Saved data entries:
Segment Open

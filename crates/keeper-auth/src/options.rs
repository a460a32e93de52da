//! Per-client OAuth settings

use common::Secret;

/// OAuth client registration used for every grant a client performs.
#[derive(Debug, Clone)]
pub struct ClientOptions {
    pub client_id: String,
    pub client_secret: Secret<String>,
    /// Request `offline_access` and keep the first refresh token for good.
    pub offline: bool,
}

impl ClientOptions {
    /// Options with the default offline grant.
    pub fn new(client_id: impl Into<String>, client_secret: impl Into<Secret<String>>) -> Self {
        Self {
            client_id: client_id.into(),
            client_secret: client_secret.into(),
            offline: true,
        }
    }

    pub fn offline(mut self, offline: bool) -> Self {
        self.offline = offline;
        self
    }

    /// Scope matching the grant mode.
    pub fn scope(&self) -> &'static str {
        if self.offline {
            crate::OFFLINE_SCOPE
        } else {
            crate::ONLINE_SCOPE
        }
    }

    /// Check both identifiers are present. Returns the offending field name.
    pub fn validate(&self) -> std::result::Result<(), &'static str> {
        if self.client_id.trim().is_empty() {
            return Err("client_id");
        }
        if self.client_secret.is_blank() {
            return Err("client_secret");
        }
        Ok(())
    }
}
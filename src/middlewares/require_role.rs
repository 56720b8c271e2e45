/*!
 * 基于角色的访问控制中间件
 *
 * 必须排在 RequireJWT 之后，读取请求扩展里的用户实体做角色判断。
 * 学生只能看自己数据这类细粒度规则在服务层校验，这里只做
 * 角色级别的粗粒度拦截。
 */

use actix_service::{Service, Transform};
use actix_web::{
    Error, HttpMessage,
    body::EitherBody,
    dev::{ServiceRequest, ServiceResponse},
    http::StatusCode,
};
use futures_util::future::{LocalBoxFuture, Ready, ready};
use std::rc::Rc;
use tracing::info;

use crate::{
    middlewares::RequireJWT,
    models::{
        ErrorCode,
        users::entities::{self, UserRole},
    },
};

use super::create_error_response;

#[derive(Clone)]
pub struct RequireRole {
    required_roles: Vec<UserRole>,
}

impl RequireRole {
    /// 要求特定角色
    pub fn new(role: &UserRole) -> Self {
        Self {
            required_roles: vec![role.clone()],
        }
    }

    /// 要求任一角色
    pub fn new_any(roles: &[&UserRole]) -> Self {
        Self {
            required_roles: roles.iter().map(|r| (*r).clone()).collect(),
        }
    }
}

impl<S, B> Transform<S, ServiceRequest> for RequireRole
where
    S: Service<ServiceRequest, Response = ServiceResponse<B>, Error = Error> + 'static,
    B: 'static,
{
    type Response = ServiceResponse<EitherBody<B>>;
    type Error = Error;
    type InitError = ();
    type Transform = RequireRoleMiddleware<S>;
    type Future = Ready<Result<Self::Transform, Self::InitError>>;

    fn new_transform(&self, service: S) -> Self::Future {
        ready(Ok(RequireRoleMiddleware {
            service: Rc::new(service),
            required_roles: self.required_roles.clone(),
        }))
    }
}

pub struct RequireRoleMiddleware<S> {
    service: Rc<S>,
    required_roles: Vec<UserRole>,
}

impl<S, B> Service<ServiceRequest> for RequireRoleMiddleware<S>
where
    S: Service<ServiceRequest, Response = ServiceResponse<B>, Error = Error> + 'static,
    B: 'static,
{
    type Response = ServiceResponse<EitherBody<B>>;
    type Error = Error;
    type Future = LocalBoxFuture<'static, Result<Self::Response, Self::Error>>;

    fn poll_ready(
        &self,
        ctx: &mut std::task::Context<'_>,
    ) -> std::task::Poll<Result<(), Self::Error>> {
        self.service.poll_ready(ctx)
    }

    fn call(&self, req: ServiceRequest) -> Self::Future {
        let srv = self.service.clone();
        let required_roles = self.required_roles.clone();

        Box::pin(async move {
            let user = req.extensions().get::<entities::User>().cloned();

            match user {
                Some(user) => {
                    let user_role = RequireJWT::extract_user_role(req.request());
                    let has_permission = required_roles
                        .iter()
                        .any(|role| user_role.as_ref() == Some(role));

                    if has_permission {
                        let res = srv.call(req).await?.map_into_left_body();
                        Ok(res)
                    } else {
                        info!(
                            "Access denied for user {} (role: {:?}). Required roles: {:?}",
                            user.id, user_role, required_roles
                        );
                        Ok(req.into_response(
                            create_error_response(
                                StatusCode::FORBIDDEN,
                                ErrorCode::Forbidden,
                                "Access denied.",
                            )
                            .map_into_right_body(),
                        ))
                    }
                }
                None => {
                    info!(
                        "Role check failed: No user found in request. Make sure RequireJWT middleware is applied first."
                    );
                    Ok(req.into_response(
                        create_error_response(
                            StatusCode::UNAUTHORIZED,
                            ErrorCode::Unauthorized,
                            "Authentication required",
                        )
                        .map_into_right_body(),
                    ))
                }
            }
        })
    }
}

Segment Closed
Segment Open

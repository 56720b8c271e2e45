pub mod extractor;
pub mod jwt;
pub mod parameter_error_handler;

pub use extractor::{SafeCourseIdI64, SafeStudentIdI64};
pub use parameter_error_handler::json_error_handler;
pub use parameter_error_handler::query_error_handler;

Segment Closed

● **PROBLEM TO SOLVE**
Make a list of all lines in the data that contain "filename".

● **TASK OUTPUT**
filename crates/keeper-auth/src/options.rs
filename src/middlewares/require_role.rs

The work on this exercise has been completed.